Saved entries
· · ·

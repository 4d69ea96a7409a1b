//! Boundary-aware document chunking.
//!
//! Text is cut into windows of `chunk_size` characters. A window that ends
//! inside the text is stretched forward to the next space or newline so
//! words are not split, and consecutive windows share `overlap` characters.
//! All offsets are counted in characters, never bytes, so multi-byte text
//! is never cut inside a code point.

use std::ops::Range;

use serde::{Deserialize, Serialize};

use crate::error::{Result, RetrievalError};

/// A chunk of text extracted from a document.
#[derive(Debug, Clone, PartialEq, Eq, Serialize, Deserialize)]
pub struct Chunk {
    /// Owning document.
    pub doc_id: String,

    /// Position among the document's emitted chunks (0-based).
    pub chunk_index: usize,

    /// The trimmed chunk text. Never empty.
    pub text: String,

    /// Length of `text` in characters.
    pub char_length: usize,

    /// Length of `text` in bytes.
    pub byte_length: usize,
}

/// Splits text into overlapping, word-aligned chunks.
#[derive(Debug, Clone, Copy, PartialEq, Eq)]
pub struct Chunker {
    chunk_size: usize,
    overlap: usize,
}

impl Chunker {
    /// Create a chunker. `overlap` must be smaller than a non-zero
    /// `chunk_size`, otherwise windows could stop advancing.
    pub fn new(chunk_size: usize, overlap: usize) -> Result<Self> {
        if chunk_size == 0 {
            return Err(RetrievalError::Configuration(
                "chunk_size must be greater than zero".to_string(),
            ));
        }
        if overlap >= chunk_size {
            return Err(RetrievalError::Configuration(format!(
                "overlap ({overlap}) must be smaller than chunk_size ({chunk_size})"
            )));
        }
        Ok(Self {
            chunk_size,
            overlap,
        })
    }

    pub fn chunk_size(&self) -> usize {
        self.chunk_size
    }

    pub fn overlap(&self) -> usize {
        self.overlap
    }

    /// Character ranges of every window, before trimming.
    ///
    /// Consecutive ranges overlap or touch, so together they cover the whole
    /// text.
    pub fn spans(&self, text: &str) -> Vec<Range<usize>> {
        let chars: Vec<char> = text.chars().collect();
        self.spans_of(&chars)
    }

    fn spans_of(&self, chars: &[char]) -> Vec<Range<usize>> {
        let len = chars.len();
        let mut spans = Vec::new();
        let mut start = 0;

        while start < len {
            let mut end = (start + self.chunk_size).min(len);
            while end < len && !matches!(chars[end], ' ' | '\n') {
                end += 1;
            }
            spans.push(start..end);

            if end >= len {
                break;
            }
            // end >= start + chunk_size > start + overlap, so this advances.
            start = end - self.overlap;
        }

        spans
    }

    /// Split `text` into trimmed, non-empty chunk texts.
    pub fn split(&self, text: &str) -> Vec<String> {
        let chars: Vec<char> = text.chars().collect();
        // Byte offset of every character, plus the end of the text.
        let byte_offsets: Vec<usize> = text
            .char_indices()
            .map(|(offset, _)| offset)
            .chain(std::iter::once(text.len()))
            .collect();

        self.spans_of(&chars)
            .into_iter()
            .filter_map(|span| {
                let window = &text[byte_offsets[span.start]..byte_offsets[span.end]];
                let trimmed = window.trim();
                (!trimmed.is_empty()).then(|| trimmed.to_string())
            })
            .collect()
    }

    /// Split `text` into [`Chunk`] records owned by `doc_id`.
    pub fn chunk_document(&self, doc_id: &str, text: &str) -> Vec<Chunk> {
        self.split(text)
            .into_iter()
            .enumerate()
            .map(|(chunk_index, text)| Chunk {
                doc_id: doc_id.to_string(),
                chunk_index,
                char_length: text.chars().count(),
                byte_length: text.len(),
                text,
            })
            .collect()
    }
}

· · ·

| YOUR INSTRUCTIONS |
Transcribe every entry verbatim.

| ANSWER AREA |
repository 4d69ea96a7409a1b
//! Boundary-aware document chunking.
//!
//! Text is cut into windows of `chunk_size` characters. A window that ends
//! inside the text is stretched forward to the next space or newline so
//! words are not split, and consecutive windows share `overlap` characters.
//! All offsets are counted in characters, never bytes, so multi-byte text
//! is never cut inside a code point.

use std::ops::Range;

use serde::{Deserialize, Serialize};

use crate::error::{Result, RetrievalError};

/// A chunk of text extracted from a document.
#[derive(Debug, Clone, PartialEq, Eq, Serialize, Deserialize)]
pub struct Chunk {
    /// Owning document.
    pub doc_id: String,

    /// Position among the document's emitted chunks (0-based).
    pub chunk_index: usize,

    /// The trimmed chunk text. Never empty.
    pub text: String,

    /// Length of `text` in characters.
    pub char_length: usize,

    /// Length of `text` in bytes.
    pub byte_length: usize,
}

/// Splits text into overlapping, word-aligned chunks.
#[derive(Debug, Clone, Copy, PartialEq, Eq)]
pub struct Chunker {
    chunk_size: usize,
    overlap: usize,
}

impl Chunker {
    /// Create a chunker. `overlap` must be smaller than a non-zero
    /// `chunk_size`, otherwise windows could stop advancing.
    pub fn new(chunk_size: usize, overlap: usize) -> Result<Self> {
        if chunk_size == 0 {
            return Err(RetrievalError::Configuration(
                "chunk_size must be greater than zero".to_string(),
            ));
        }
        if overlap >= chunk_size {
            return Err(RetrievalError::Configuration(format!(
                "overlap ({overlap}) must be smaller than chunk_size ({chunk_size})"
            )));
        }
        Ok(Self {
            chunk_size,
            overlap,
        })
    }

    pub fn chunk_size(&self) -> usize {
        self.chunk_size
    }

    pub fn overlap(&self) -> usize {
        self.overlap
    }

    /// Character ranges of every window, before trimming.
    ///
    /// Consecutive ranges overlap or touch, so together they cover the whole
    /// text.
    pub fn spans(&self, text: &str) -> Vec<Range<usize>> {
        let chars: Vec<char> = text.chars().collect();
        self.spans_of(&chars)
    }

    fn spans_of(&self, chars: &[char]) -> Vec<Range<usize>> {
        let len = chars.len();
        let mut spans = Vec::new();
        let mut start = 0;

        while start < len {
            let mut end = (start + self.chunk_size).min(len);
            while end < len && !matches!(chars[end], ' ' | '\n') {
                end += 1;
            }
            spans.push(start..end);

            if end >= len {
                break;
            }
            // end >= start + chunk_size > start + overlap, so this advances.
            start = end - self.overlap;
        }

        spans
    }

    /// Split `text` into trimmed, non-empty chunk texts.
    pub fn split(&self, text: &str) -> Vec<String> {
        let chars: Vec<char> = text.chars().collect();
        // Byte offset of every character, plus the end of the text.
        let byte_offsets: Vec<usize> = text
            .char_indices()
            .map(|(offset, _)| offset)
            .chain(std::iter::once(text.len()))
            .collect();

        self.spans_of(&chars)
            .into_iter()
            .filter_map(|span| {
                let window = &text[byte_offsets[span.start]..byte_offsets[span.end]];
                let trimmed = window.trim();
                (!trimmed.is_empty()).then(|| trimmed.to_string())
            })
            .collect()
    }

    /// Split `text` into [`Chunk`] records owned by `doc_id`.
    pub fn chunk_document(&self, doc_id: &str, text: &str) -> Vec<Chunk> {
        self.split(text)
            .into_iter()
            .enumerate()
            .map(|(chunk_index, text)| Chunk {
                doc_id: doc_id.to_string(),
                chunk_index,
                char_length: text.chars().count(),
                byte_length: text.len(),
                text,
            })
            .collect()
    }
}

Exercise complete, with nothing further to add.